* What is needed
With the line containing "let opts = TerminalOptions" as the start and the line containing "fs::write(path, document)" as the end, transcribe that span of the entries below exactly, including both.

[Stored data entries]
_ _ _ _ _

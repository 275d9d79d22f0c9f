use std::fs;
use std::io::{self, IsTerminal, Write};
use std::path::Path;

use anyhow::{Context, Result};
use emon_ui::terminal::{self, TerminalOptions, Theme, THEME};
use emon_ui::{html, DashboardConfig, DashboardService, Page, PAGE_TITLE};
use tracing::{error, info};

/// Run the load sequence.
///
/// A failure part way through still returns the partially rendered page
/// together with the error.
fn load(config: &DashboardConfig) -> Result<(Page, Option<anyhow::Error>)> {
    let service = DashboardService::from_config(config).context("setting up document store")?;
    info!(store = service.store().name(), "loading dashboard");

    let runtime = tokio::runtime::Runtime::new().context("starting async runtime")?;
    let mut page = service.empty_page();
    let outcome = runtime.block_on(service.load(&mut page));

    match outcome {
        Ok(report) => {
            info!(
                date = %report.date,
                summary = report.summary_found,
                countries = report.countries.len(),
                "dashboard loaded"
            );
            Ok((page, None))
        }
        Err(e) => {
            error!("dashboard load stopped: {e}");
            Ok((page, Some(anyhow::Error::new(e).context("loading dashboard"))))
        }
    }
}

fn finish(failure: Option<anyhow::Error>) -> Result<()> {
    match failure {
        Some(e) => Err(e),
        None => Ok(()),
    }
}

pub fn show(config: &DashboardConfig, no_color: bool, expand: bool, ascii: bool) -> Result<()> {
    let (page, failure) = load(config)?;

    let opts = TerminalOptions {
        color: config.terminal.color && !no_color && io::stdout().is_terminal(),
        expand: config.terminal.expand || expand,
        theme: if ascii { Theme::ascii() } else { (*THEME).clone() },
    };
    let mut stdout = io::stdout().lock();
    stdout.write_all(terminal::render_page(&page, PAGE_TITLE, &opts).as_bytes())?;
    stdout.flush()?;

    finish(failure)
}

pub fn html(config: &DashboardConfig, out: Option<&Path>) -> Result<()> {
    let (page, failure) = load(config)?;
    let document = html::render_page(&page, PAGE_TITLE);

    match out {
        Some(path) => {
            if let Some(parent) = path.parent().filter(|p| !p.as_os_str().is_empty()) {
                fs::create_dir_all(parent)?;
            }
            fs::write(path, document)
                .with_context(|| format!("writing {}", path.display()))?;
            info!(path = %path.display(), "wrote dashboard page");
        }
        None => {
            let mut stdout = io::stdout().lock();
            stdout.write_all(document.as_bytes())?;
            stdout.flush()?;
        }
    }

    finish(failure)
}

_ _ _ _ _

* Solution to this exercise
    let opts = TerminalOptions {
        color: config.terminal.color && !no_color && io::stdout().is_terminal(),
        expand: config.terminal.expand || expand,
        theme: if ascii { Theme::ascii() } else { (*THEME).clone() },
    };
    let mut stdout = io::stdout().lock();
    stdout.write_all(terminal::render_page(&page, PAGE_TITLE, &opts).as_bytes())?;
    stdout.flush()?;

    finish(failure)
}

pub fn html(config: &DashboardConfig, out: Option<&Path>) -> Result<()> {
    let (page, failure) = load(config)?;
    let document = html::render_page(&page, PAGE_TITLE);

    match out {
        Some(path) => {
            if let Some(parent) = path.parent().filter(|p| !p.as_os_str().is_empty()) {
                fs::create_dir_all(parent)?;
            }
            fs::write(path, document)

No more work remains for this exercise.